Odchylenie od starego parytety wyniosło 3,3 proc. po jego mocnej stronie w porównaniu z 3,1 proc. we wtorek.
"Rynek się uspokoił. Jest to spowodowane niepewnością co do przyszłości. Wczoraj rząd przyjął założenia do budżetu, dziś z kolei pojawiają się komentarze polityków, m.in. Leszka Balcerowicza, że nie są one najlepsze" - powiedział PAP Mateusz Bieniek, dealer BPH PBK.
"Dzisiaj mamy bardzo dużą stabilizację w porównaniu z tym, co widzieliśmy w ciągu ostatnich kilku dni, choć rynek nadal jest bardzo wrażliwy. Uwaga inwestorów skupia się na scenie politycznej. Czekają oni na piątkowe głosowanie nad wotum zaufania dla rządu" - powiedział Marcin Bibin, analityk Banku Handlowego.
Minister finansów w założeniach do budżetu na przyszły rok przyjętych we wtorek przez rząd zapisał 159 mld zł dochodów, w tym 9 mld oczekiwanych z rezerwy rewaluacyjnej, która jest zapisem księgowym na ryzyko kursowe.

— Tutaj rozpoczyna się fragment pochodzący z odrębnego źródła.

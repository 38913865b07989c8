//! In-memory storage client for docmodel.
//!
//! This crate provides a thread-safe implementation of the `StoreBackend` trait that keeps
//! every collection in process memory. It evaluates the Mongo-style filters, projections and
//! sort specifications that compiled models emit, enforces unique indexes and applies
//! `$set`/`$push` updates, which makes it suitable for tests and development.
//!
//! # Quick Start
//!
//! ```ignore
//! use docmodel::prelude::*;
//!
//! let mut registry = Registry::new();
//! registry.register(SchemaDefinition::new("User").string("name"))?;
//!
//! let backend = InMemoryStore::builder().build().await?;
//! let connection = registry.connect(backend, ConnectionOptions::default()).await?;
//! ```

pub mod evaluator;
pub mod store;

pub use store::{InMemoryStore, InMemoryStoreBuilder};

Prezes NBP, Leszek Balcerowicz, powiedział we środę, że Narodowy Bank Polski nie zgodzi się na przekazanie 9 mld zł rezerwy rewaluacyjnej do budżetu, co byłoby dodrukiem pieniądza.
"Im dłużej będzie utrzymywała się niepewność polityczna tym większe prawdopodobieństwo, że inwestorzy zagraniczni zaczną się wycofywać z Polski, rynku uważanego dotąd za dosyć stabilny" - uważa Bieniek.
Rentowność obligacji dwuletnich OK0405 spadła o 4 pkt. bazowe do poziomu 4,79 proc., zaś obligacji pięcioletnich PS0608 o 2 pkt. bazowe do poziomu 4,91 proc. Natomiast papierów dziesięcioletnich DS1013 pozostała na niezmienionym poziomie 5,04 proc.